The replacement of Neanderthals by H. sapiens

After surviving several hundred thousand years of long-term and rapid environmental changes in Europe and the Near East, Neanderthals disappeared at ~36 ka. Despite a lively debate on the causes of their disappearance, such as abrupt climate change, volcanic eruption or epidemics (Finlayson et al., 2006; Lowe et al., 2012), the latest works suggest that H. sapiens carrying the Proto-Aurignacian culture gradually replaced Neanderthal populations carrying the Mousterian, Châtelperronian and Uluzzian technologies during the GI 10 (42 ka) and the subsequent GS 10 (40 ka; d’Errico & Banks, 2015). The Lower Aurignacian superseded the Proto-Aurignacian in the following cold period, the HS 4, 40–38 ka. Neanderthals survived several millennia up to the end of GI 8 (~36 ka) in southern Iberia, a region that was not colonized by H. sapiens until that time. In this region, the scarcity of Mousterian sites dated to HS 4 and their reappearance at the end of this period suggest a contraction of the Neanderthal population followed by a momentary expansion, before its definitive disappearance perhaps 36 ka.

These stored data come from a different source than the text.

impl<E: ItemElement> VirtualizationController<E> for DynamicHeightController<E> {
    fn method(&self) -> VirtualizationMethod {
        VirtualizationMethod::DynamicHeight
    }

    fn index_from_position(&self, position: u64) -> usize {
        self.heights.index_at_offset(position)
    }

    fn expected_content_height(&self) -> u64 {
        self.heights.total()
    }

    fn content_padding(&self) -> u64 {
        self.heights.start_of(self.first_visible_index)
    }

    fn first_visible_index(&self) -> usize {
        self.first_visible_index
    }

    fn visible_range(&self) -> VisibleRange {
        let start = self.first_visible_index.min(self.count);
        if self.count == 0 || self.scroll.viewport == 0 {
            return VisibleRange {
                start_index: start,
                end_index: start,
            };
        }
        let last = self
            .heights
            .index_at_offset(self.scroll.offset + self.scroll.viewport as u64 - 1);
        VisibleRange {
            start_index: start,
            end_index: (last + 1).clamp(start, self.count),
        }
    }

    fn scroll_offset(&self) -> u64 {
        self.scroll.offset
    }

    fn viewport_height(&self) -> u32 {
        self.scroll.viewport
    }

    fn is_scrolling(&self) -> bool {
        self.scroll.is_scrolling()
    }

    fn scroll_direction(&self) -> Option<ScrollDirection> {
        self.scroll.direction()
    }

    fn active_items(&self) -> &[ReusableItem<E>] {
        self.window.items()
    }

    fn created_items(&self) -> usize {
        self.window.created()
    }

    fn item_height(&self) -> u32 {
        self.heights.default_height()
    }

    fn set_item_height(&mut self, height: u32, binder: &mut dyn ItemBinder<E>) {
        self.heights.set_default_height(height.max(1));
        self.anchor_after_reindex();
        self.layout(binder);
    }

    fn resize(&mut self, viewport_height: u32, binder: &mut dyn ItemBinder<E>) {
        self.sync_count(binder);
        self.scroll.viewport = viewport_height;
        let max_rows = self.max_rows();
        vdebug!(viewport_height, max_rows, count = self.count, "DynamicHeightController: resize");
        self.window.truncate(max_rows, binder);
        self.layout(binder);
    }

    fn on_scroll(&mut self, offset: u64, now_ms: u64, binder: &mut dyn ItemBinder<E>) {
        self.scroll.notify_scroll(offset, now_ms);
        self.scroll.offset = offset;
        self.pending_scroll = None;
        self.scroll_task.cancel();
        vtrace!(offset, "DynamicHeightController: scroll");
        self.layout(binder);
    }

    fn scroll_to_item(
        &mut self,
        target: ScrollTarget,
        _now_ms: u64,
        binder: &mut dyn ItemBinder<E>,
    ) {
        self.sync_count(binder);
        if self.count == 0 {
            return;
        }
        let view = self.scroll.viewport as u64;
        let offset = self.scroll.offset;
        let next = match target {
            ScrollTarget::End => self.max_scroll_offset(),
            ScrollTarget::Index(index) => {
                let index = index.min(self.count - 1);
                let start = self.heights.start_of(index);
                let end = start + self.heights.effective_height(index) as u64;
                if start <= offset || index <= self.first_visible_index {
                    start
                } else if end > offset + view {
                    end.saturating_sub(view)
                } else {
                    self.pending_scroll = None;
                    return;
                }
            }
        };
        self.scroll.offset = next;
        self.layout(binder);

        // Rows bound by this jump are measured later; retarget once they are.
        self.pending_scroll = if self.waiting.is_empty() {
            None
        } else {
            Some(target)
        };
    }

    fn refresh(&mut self, rebuild: bool, binder: &mut dyn ItemBinder<E>) {
        if rebuild {
            vdebug!("DynamicHeightController: rebuild");
            self.window.destroy(binder);
            self.waiting.clear();
        } else {
            self.window.unbind_all(binder);
        }
        self.layout(binder);
    }

    fn on_items_source_size_changed(&mut self, binder: &mut dyn ItemBinder<E>) {
        self.sync_count(binder);
        self.layout(binder);
    }

    fn on_items_inserted(&mut self, index: usize, count: usize) {
        if count == 0 {
            return;
        }
        self.heights.insert(index, count);
        self.count = self.heights.len();
        self.waiting = self
            .waiting
            .iter()
            .map(|&i| if i >= index { i + count } else { i })
            .collect();
        if let Some(dragged) = self.dragged_index.as_mut() {
            if *dragged >= index {
                *dragged += count;
            }
        }
        if let Some(anchor) = self.anchor.as_mut() {
            if anchor.index >= index {
                anchor.index += count;
            }
        }
        self.anchor_after_reindex();
    }

    fn on_items_removed(&mut self, indices: &[usize]) {
        if indices.is_empty() {
            return;
        }
        self.heights.remove(indices);
        self.count = self.heights.len();
        self.waiting = self
            .waiting
            .iter()
            .filter_map(|&i| index_after_removal(i, indices))
            .collect();
        self.dragged_index = self
            .dragged_index
            .and_then(|i| index_after_removal(i, indices));
        if let Some(anchor) = self.anchor {
            self.anchor = match index_after_removal(anchor.index, indices) {
                Some(index) => Some(Anchor { index, ..anchor }),
                None => {
                    let below = indices.partition_point(|&i| i < anchor.index);
                    let index = (anchor.index - below).min(self.count.saturating_sub(1));
                    (self.count > 0).then_some(Anchor { index, offset: 0 })
                }
            };
        }
        self.anchor_after_reindex();
    }

    fn on_item_moved(&mut self, from: usize, to: usize) {
        self.heights.move_entry(from, to);
        self.waiting = self
            .waiting
            .iter()
            .map(|&i| shift_for_move(i, from, to))
            .collect();
        if let Some(anchor) = self.anchor.as_mut() {
            anchor.index = shift_for_move(anchor.index, from, to);
        }
        self.anchor_after_reindex();
    }

    fn on_items_reset(&mut self) {
        vdebug!("DynamicHeightController: items reset");
        self.heights.reset();
        self.waiting.clear();
    }

    fn on_geometry_changed(
        &mut self,
        index: usize,
        rect: ResolvedRect,
        now_ms: u64,
        _binder: &mut dyn ItemBinder<E>,
    ) {
        let height = rect.height;
        if !height.is_finite() || height <= 0.0 {
            vtrace!(index, height, "DynamicHeightController: ignoring unresolved height");
            return;
        }
        if self.dragged_index == Some(index) {
            return;
        }
        if self.window.find(index).is_none() {
            vwarn!(index, "DynamicHeightController: geometry for a row outside the window");
            return;
        }

        let max_before = self.max_scroll_offset();
        let pinned = max_before > 0 && self.scroll.offset >= max_before;
        let delta = self.register_item_height(index, round_height(height).max(1));
        if delta != 0 {
            if pinned {
                self.scroll.offset = self.max_scroll_offset();
            } else if self.anchor.is_some_and(|a| index < a.index) {
                if let Some(offset) = self.offset_from_anchor() {
                    self.scroll.offset = offset.min(self.max_scroll_offset());
                }
            }
            vtrace!(index, delta, offset = self.scroll.offset, "DynamicHeightController: height");
            self.fill_task.schedule(now_ms);
        }
        if self.waiting.is_empty() && self.pending_scroll.is_some() {
            self.scroll_task.schedule(now_ms);
        }
    }

    fn dragged_index(&self) -> Option<usize> {
        self.dragged_index
    }

    fn start_drag(&mut self, index: usize, binder: &mut dyn ItemBinder<E>) {
        self.sync_count(binder);
        if index >= self.count {
            vwarn!(index, count = self.count, "DynamicHeightController: drag index out of range");
            return;
        }
        self.dragged_index = Some(index);
        self.heights.set_excluded(Some(index));
        self.waiting.remove(&index);
        self.layout(binder);
    }

    fn end_drag(&mut self, now_ms: u64, _binder: &mut dyn ItemBinder<E>) {
        if self.dragged_index.take().is_none() {
            vwarn!("DynamicHeightController: end_drag without an active drag");
            return;
        }
        self.heights.set_excluded(None);
        self.window.mark_ghost(None);
        self.fill_task.schedule(now_ms);
    }

    fn tick(&mut self, now_ms: u64, binder: &mut dyn ItemBinder<E>) {
        self.scroll.tick(now_ms);
        let fill = self.fill_task.poll(now_ms);
        if self.scroll_task.poll(now_ms) {
            if let Some(target) = self.pending_scroll.take() {
                self.scroll_to_item(target, now_ms, binder);
                return;
            }
        }
        if fill {
            self.layout(binder);
        }
    }

    fn state(&self) -> VirtualizationState {
        VirtualizationState {
            first_visible_index: self.first_visible_index,
            scroll_offset: self.scroll.offset,
            content_height: self.heights.total(),
            content_padding: self.content_padding(),
            anchored_item_index: self.anchor.map(|a| a.index),
            anchor_offset: self.anchor.map_or(0, |a| a.offset),
        }
    }

    fn restore_state(&mut self, state: VirtualizationState, binder: &mut dyn ItemBinder<E>) {
        self.sync_count(binder);
        self.scroll.offset = state.scroll_offset;
        self.anchor = state
            .anchored_item_index
            .filter(|&i| i < self.count)
            .map(|index| Anchor {
                index,
                offset: state.anchor_offset,
            });
        self.anchor_after_reindex();
        self.layout(binder);
    }

    fn destroy(&mut self, binder: &mut dyn ItemBinder<E>) {
        self.window.destroy(binder);
        self.first_visible_index = 0;
        self.waiting.clear();
        self.fill_task.cancel();
        self.scroll_task.cancel();
    }
}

Based on the comparison between the archaeological evidence from southern Iberia and deep-sea pollen records from its margin, d'Errico & Sanchez Goñi (2003) proposed an ecological hypothesis to explain the late survival of Neanderthals in southern Iberia: the low plant and animal biomass characterizing the semi-desert landscape of HS 4 was an obstacle to the penetration in southern Iberia of H. sapiens, an obstacle that would have separated them from the Neanderthals who lived in this region for more than a millennium. Characterized by a very low biomass, the environments of southern Iberia during HS 4 (40–38 ka) could only feed a small number of mammals and support low populations of hunter–gatherers. On the contrary, the contemporary steppes of northern Iberia and especially those of western France were rich in grasses and maintained large herds of herbivores (bison, horses, reindeer). With a mode of subsistence based on hunting large steppe mammals, the Aurignacians colonizing the north of Iberia probably saw no advantage in moving towards an arid south poor in natural resources. Neanderthals responded to the aridification of their regions by reducing their numbers and confining themselves to refuge areas that allowed them to maintain a way of life based largely on the systematic exploitation of local resources, and creating a barrier between modern humans in the north and the Neanderthals in the south. The following GI 8 warmer and wetter phase, would have allowed contact, and thus competition, between the two populations and resulted, as in the rest of Europe, in the disappearance of the Neanderthals.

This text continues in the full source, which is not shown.